It's possible to hurt a patient with a lab test. It's an innocent enough thing to order, but the downstream effects may not be useful at all. The test is done, it leads to an inconclusive result, further testing is done, maybe a referral, and eventually a treatment occurs that shouldn't have happened in the first place. Maybe there is a complication.
PSA testing may be an example. We know prostate cancer is overdiagnosed, such that many men are diagnosed who never would have suffered or died of the disease if nothing was done.
As part of the Choosing Wisely campaign, professional societies recommend caution with PSA tests:
- The American College of Preventive Medicine says, "Don’t routinely perform PSA-based screening for prostate cancer." 1,000 men need to be screened to save one life, and false positives and suffering are much more likely for any individual than being saved by the test. Obviously, your threshold for testing should be adjusted for risk factors like family history.
- The American Academy of Family Physicians generally agrees, but notes that "whether [the] potentially small benefit in mortality outweighs the potential harms is dependent on the values and preferences of individual men," so shared decision-making should be used.

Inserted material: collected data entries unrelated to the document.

//! HTTP-facing errors.

use axum::Json;
use axum::http::StatusCode;
use axum::response::{IntoResponse, Response};
use serde_json::json;
use thiserror::Error;

#[derive(Debug, Error)]
pub enum ApiError {
    #[error("Parameter 'url' is required.")]
    MissingUrl,
    #[error("Invalid URL: {0}")]
    InvalidUrl(String),
    #[error("Could not fetch content from that URL.")]
    PageFetch(String),
    #[error("Could not download the image.")]
    ImageFetch(String),
    #[error("Translation failed: {0}")]
    Llm(String),
}

impl ApiError {
    pub fn status(&self) -> StatusCode {
        match self {
            ApiError::MissingUrl | ApiError::InvalidUrl(_) | ApiError::PageFetch(_) => StatusCode::BAD_REQUEST,
            ApiError::ImageFetch(_) | ApiError::Llm(_) => StatusCode::INTERNAL_SERVER_ERROR,
        }
    }
}

impl IntoResponse for ApiError {
    fn into_response(self) -> Response {
        let status = self.status();
        match &self {
            ApiError::PageFetch(detail) | ApiError::ImageFetch(detail) => {
                tracing::warn!("{}: {}", self, detail);
            }
            _ => tracing::warn!("{}", self),
        }
        (status, Json(json!({ "error": self.to_string() }))).into_response()
    }
}

#[cfg(test)]
mod tests {
    use super::*;

    #[test]
    fn test_status_mapping() {
        assert_eq!(ApiError::MissingUrl.status(), StatusCode::BAD_REQUEST);
        assert_eq!(ApiError::PageFetch("404".into()).status(), StatusCode::BAD_REQUEST);
        assert_eq!(ApiError::ImageFetch("timeout".into()).status(), StatusCode::INTERNAL_SERVER_ERROR);
        assert_eq!(ApiError::Llm("no choices".into()).status(), StatusCode::INTERNAL_SERVER_ERROR);
    }

    #[test]
    fn test_response_status() {
        let response = ApiError::MissingUrl.into_response();
        assert_eq!(response.status(), StatusCode::BAD_REQUEST);
    }
}
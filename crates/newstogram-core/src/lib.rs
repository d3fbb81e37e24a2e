//! Newstogram Core Library
//!
//! Headless canvas transform engine for the Newstogram composer: elements
//! placed on independent canvases, their rotation-aware control handles,
//! and the pointer gestures that move, resize and rotate them.

pub mod canvas;
pub mod config;
pub mod element;
pub mod error;
pub mod export;
pub mod geometry;
pub mod input;
pub mod interaction;
pub mod source;
pub mod style;
pub mod widget;
pub mod workspace;

pub use canvas::{Canvas, CanvasId, CanvasLayout};
pub use config::{ConfigError, EngineConfig};
pub use element::{ContentKind, Element, ElementContent, ElementId, ImageContent, SerializableColor, TextStyle};
pub use error::{EngineError, EngineResult};
pub use export::{ExportError, RasterImage, Rasterizer};
pub use input::{HitTarget, PointerEvent, PointerPhase, PointerSource};
pub use interaction::{GestureKind, GestureSession, InteractionController};
pub use source::{ContentSource, FetchedImage, MemorySource, ScrapedArticle, SourceError, SourceResult};
pub use style::{ActiveText, EditContext, StyleChange, StylePanel};
pub use widget::{Handle, HandleRole, HandleSet};
pub use workspace::{ArticleDraft, CanvasThumbnail, Dispatch, ImportSummary, PanelImage, Workspace};

#[cfg(feature = "http")]
pub use source::HttpSource;
//! Engine configuration.

use kurbo::Size;
use serde::{Deserialize, Serialize};
use thiserror::Error;

/// Configuration errors.
#[derive(Debug, Error)]
pub enum ConfigError {
    #[error("Invalid config JSON: {0}")]
    Parse(#[from] serde_json::Error),
    #[error("Invalid value for {field}: {reason}")]
    Invalid { field: &'static str, reason: String },
}

/// Tunables of the transform engine.
///
/// Every field has a default, so a partial JSON object is a valid config.
#[derive(Debug, Clone, PartialEq, Serialize, Deserialize)]
#[serde(default)]
pub struct EngineConfig {
    /// Floor for both axes while resizing, in pixels.
    pub min_size: f64,
    /// Gap between an element's edge and its handles.
    pub handle_margin: f64,
    pub handle_size: Size,
    /// Width given to new elements.
    pub default_width: f64,
    /// Height of the auto-inserted title caption.
    pub caption_height: f64,
    /// Height of new text elements.
    pub text_height: f64,
    /// Height of new images whose natural size is unknown.
    pub image_height: f64,
    /// Upscale factor handed to the rasterizer.
    pub export_scale: f64,
    /// Base URL of the scraping backend.
    pub endpoint: String,
    /// Target language for scraped content.
    pub language: String,
}

impl Default for EngineConfig {
    fn default() -> Self {
        Self {
            min_size: 30.0,
            handle_margin: 5.0,
            handle_size: Size::new(20.0, 20.0),
            default_width: 400.0,
            caption_height: 150.0,
            text_height: 120.0,
            image_height: 300.0,
            export_scale: 2.0,
            endpoint: "http://localhost:3000".to_string(),
            language: "id".to_string(),
        }
    }
}

impl EngineConfig {
    /// Parse and validate a JSON config.
    pub fn from_json(json: &str) -> Result<Self, ConfigError> {
        let config: Self = serde_json::from_str(json)?;
        config.validate()?;
        Ok(config)
    }

    pub fn validate(&self) -> Result<(), ConfigError> {
        let positive = [
            ("min_size", self.min_size),
            ("default_width", self.default_width),
            ("caption_height", self.caption_height),
            ("text_height", self.text_height),
            ("image_height", self.image_height),
            ("export_scale", self.export_scale),
        ];
        for (field, value) in positive {
            if !(value.is_finite() && value > 0.0) {
                return Err(ConfigError::Invalid {
                    field,
                    reason: format!("expected a positive number, got {value}"),
                });
            }
        }
        let sizes = [
            ("default_width", self.default_width),
            ("caption_height", self.caption_height),
            ("text_height", self.text_height),
            ("image_height", self.image_height),
        ];
        for (field, value) in sizes {
            if value < self.min_size {
                return Err(ConfigError::Invalid {
                    field,
                    reason: format!("{value} is below min_size {}", self.min_size),
                });
            }
        }
        let handle = self.handle_size;
        if !(handle.width.is_finite() && handle.height.is_finite() && handle.width > 0.0 && handle.height > 0.0) {
            return Err(ConfigError::Invalid {
                field: "handle_size",
                reason: format!("expected a positive size, got {}x{}", handle.width, handle.height),
            });
        }
        if !(self.handle_margin.is_finite() && self.handle_margin >= 0.0) {
            return Err(ConfigError::Invalid {
                field: "handle_margin",
                reason: format!("expected a non-negative number, got {}", self.handle_margin),
            });
        }
        if self.endpoint.trim().is_empty() {
            return Err(ConfigError::Invalid {
                field: "endpoint",
                reason: "must not be empty".to_string(),
            });
        }
        Ok(())
    }
}
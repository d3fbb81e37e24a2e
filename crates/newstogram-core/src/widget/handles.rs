//! Handle definitions for element manipulation.

use kurbo::{Point, Rect, Size, Vec2};
use serde::{Deserialize, Serialize};

/// The role of a handle - determines what manipulation it performs.
#[derive(Debug, Clone, Copy, PartialEq, Eq, Hash, Serialize, Deserialize)]
pub enum HandleRole {
    /// Top-left corner; removes the element on tap.
    Delete,
    /// Bottom-right corner; drag to resize.
    Resize,
    /// Top-right corner; drag to rotate.
    Rotate,
    /// Bottom-left corner; drag to move.
    Move,
    /// Above the top edge, images only; asks the host to cut the background.
    RemoveBackground,
}

impl HandleRole {
    /// Offset of the handle centre from the element's unrotated centre.
    pub fn anchor(self, half: Vec2, margin: f64) -> Vec2 {
        let x = half.x + margin;
        let y = half.y + margin;
        match self {
            HandleRole::Delete => Vec2::new(-x, -y),
            HandleRole::Resize => Vec2::new(x, y),
            HandleRole::Rotate => Vec2::new(x, -y),
            HandleRole::Move => Vec2::new(-x, y),
            HandleRole::RemoveBackground => Vec2::new(0.0, -y),
        }
    }

    /// Glyph shown on the handle.
    pub fn glyph(self) -> &'static str {
        match self {
            HandleRole::Delete => "✖",
            HandleRole::Resize => "",
            HandleRole::Rotate => "↻",
            HandleRole::Move => "↔",
            HandleRole::RemoveBackground => "✂",
        }
    }
}

/// An overlay control bound to one element.
#[derive(Debug, Clone, PartialEq, Serialize, Deserialize)]
pub struct Handle {
    pub role: HandleRole,
    /// Top-left corner in container-local coordinates.
    pub position: Point,
    /// Rendered size of the handle.
    pub size: Size,
    pub visible: bool,
    /// Rotation applied to the handle's icon only, in degrees.
    pub icon_rotation: f64,
}

impl Handle {
    /// Create a hidden handle at the container origin.
    pub fn new(role: HandleRole, size: Size) -> Self {
        Self {
            role,
            position: Point::ZERO,
            size,
            visible: false,
            icon_rotation: 0.0,
        }
    }

    /// Container-local rect covered by the handle.
    pub fn rect(&self) -> Rect {
        Rect::from_origin_size(self.position, self.size)
    }

    /// Container-local centre.
    pub fn center(&self) -> Point {
        self.rect().center()
    }

    /// Check if a container-local point hits this handle.
    pub fn hit_test(&self, point: Point) -> bool {
        self.visible && self.rect().contains(point)
    }
}

/// The handles owned by one element.
#[derive(Debug, Clone, Default, PartialEq, Serialize, Deserialize)]
pub struct HandleSet {
    handles: Vec<Handle>,
}

impl HandleSet {
    pub fn new(roles: &[HandleRole], size: Size) -> Self {
        Self {
            handles: roles.iter().map(|&role| Handle::new(role, size)).collect(),
        }
    }

    pub fn get(&self, role: HandleRole) -> Option<&Handle> {
        self.handles.iter().find(|h| h.role == role)
    }

    pub fn get_mut(&mut self, role: HandleRole) -> Option<&mut Handle> {
        self.handles.iter_mut().find(|h| h.role == role)
    }

    pub fn iter(&self) -> impl Iterator<Item = &Handle> {
        self.handles.iter()
    }

    pub fn iter_mut(&mut self) -> impl Iterator<Item = &mut Handle> {
        self.handles.iter_mut()
    }

    pub fn len(&self) -> usize {
        self.handles.len()
    }

    pub fn is_empty(&self) -> bool {
        self.handles.is_empty()
    }

    pub fn set_visible(&mut self, visible: bool) {
        for handle in &mut self.handles {
            handle.visible = visible;
        }
    }

    /// Topmost visible handle under a container-local point.
    pub fn hit_test(&self, point: Point) -> Option<HandleRole> {
        self.handles
            .iter()
            .rev()
            .find(|h| h.hit_test(point))
            .map(|h| h.role)
    }
}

- The American Society of Clinical Oncology says that there is no mortality benefit of PSA screening, so especially with men expected to live less than 10 years, don't screen.
There are some great resources for shared decision-making on the web and in book form. See, for example, the book Cancer Screening Decisions.
The Choosing Wisely campaign encourages specialty societies to identify tests and treatments of questionable value - things that should cause us to pause and think.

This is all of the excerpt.